Arias’s supposed memory lapses were at the center of the prosecution’s line of questioning, which often turned hostile. But even on her ninth day in the witness box, experts say, Arias was able to deflect some of the potential damage. Whether she can continue that feat, particularly as her inquisitors seek to poke holes in her story, will determine the outcome of the high-profile trial—and whether she will face the death penalty.

Arias testified earlier that she shot Travis Alexander in July 2008 after he body-slammed her to the ground and kicked her, but had no recollection of stabbing him. “I just remember dropping the knife and being very freaked out and screaming,” she said. Nor did she remember dragging his bloodied corpse into the shower, where friends eventually found him five days later.

In one heated exchange, Martinez wondered aloud why Arias could remember the many sexual romps she had already discussed, but not the dates, times, or vital details about Alexander’s death. “You alluded that you had problems with your memory. Is this a longstanding thing or something that happened recently?

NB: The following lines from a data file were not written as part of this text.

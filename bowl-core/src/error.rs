//! Per-frame estimation failures.
//!
//! None of these are fatal: the pipeline logs them and skips the frame.

use thiserror::Error;

#[derive(Debug, Clone, PartialEq, Error)]
pub enum EstimateError {
    /// No lag met the peak or threshold criteria inside the search range.
    #[error("no periodicity found in the search range")]
    NoPeriodicityFound,

    /// The frame cannot hold the configured lag range.
    #[error("frame of {len} samples is too short, need at least {required}")]
    FrameTooShort { len: usize, required: usize },

    /// The sample rate cannot resolve the configured frequency band.
    #[error("sample rate {0} Hz cannot resolve the search band")]
    InvalidSampleRate(u32),

    /// The refined frequency came out non-finite or non-positive.
    #[error("invalid frequency: {0}")]
    InvalidFrequency(f32),
}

“I wouldn’t necessarily say it was a problem,” Arias replied. After going back and forth, Martinez asked her what she thought contributed to her memory loss. Arias dryly responded that her memory was affected by men screaming at her the way Martinez and Alexander had done.

“I think she did better than I expected, and she kept her composure well,” Arizona attorney Brent Kleinman remarked during a court lunch break. But, he says, her apparent arrogance on the stand may be unwarranted.

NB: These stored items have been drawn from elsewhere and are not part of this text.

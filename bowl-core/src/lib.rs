// bowl-core/src/lib.rs

//! The core logic for the singing bowl tuner.
//! This crate turns fixed-size audio frames into a note reading with a
//! confidence score and harmonic listing. It is completely headless:
//! microphone capture, profile storage and presentation belong to the host.
//!
//! Per frame: quality gate, DC removal, periodicity search (NSDF or YIN),
//! parabolic refinement, confidence, harmonics, smoothing, note mapping.

pub mod config;
pub mod error;
pub mod fft;
pub mod frame;
pub mod harmonics;
pub mod pipeline;
pub mod pitch;
pub mod quality;
pub mod smoothing;
pub mod tuning;
pub mod worker;

pub use config::{DEFAULT_A4_HZ, EstimatorKind, GatePolicy, PipelineConfig};
pub use error::EstimateError;
pub use frame::AudioFrame;
pub use harmonics::Partial;
pub use pipeline::{TunerOutcome, TunerPipeline};
pub use pitch::PitchEstimate;
pub use quality::{SignalQuality, SignalWarning};
pub use tuning::{NoteName, NoteReading};
pub use worker::AnalysisWorker;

“She believes she has the intelligence to go toe to toe with the attorney, and that may eventually be her downfall in all of this,” Kleinman says. “Martinez knows what to get out of her. I think she’s going to get tripped up.”

Dr. Steven Pitt, a forensic psychiatrist in Phoenix, says Arias’s memory lapses will most likely become a hot-button issue with the jury. “Arias had a terrific memory for just about everything except for those aspects of the case that incriminate her,” he says. “I call that ‘convenient amnesia.’ Memory does not work that way.”

Catching Arias in little lies will be a key target for the prosecution, Pitt speculates.

And so it was that Martinez grilled Arias about her earlier allegation that she had caught Alexander in his room pleasuring himself with a photo of a young boy. Martinez pointed out that Arias did not write about the alleged incident in her journal, and that phone records and text messages between the couple contradicted her claim that she had tried to freeze him out after the incident.

“The physical evidence and the behavioral evidence do not lie,” Pitt says. “The prosecutor is painstakingly pointing out the various inconsistencies between what Arias claims happened versus what the evidence shows.”

Unfortunately for Arias, she testified at length in her own defense, providing much fodder for the opposition. Disputing Arias’s claim that she killed the abusive Alexander in self-defense, the prosecution is out to prove that Arias murdered her lover in a jealous rage after she learned he had plans to go to Mexico with another woman.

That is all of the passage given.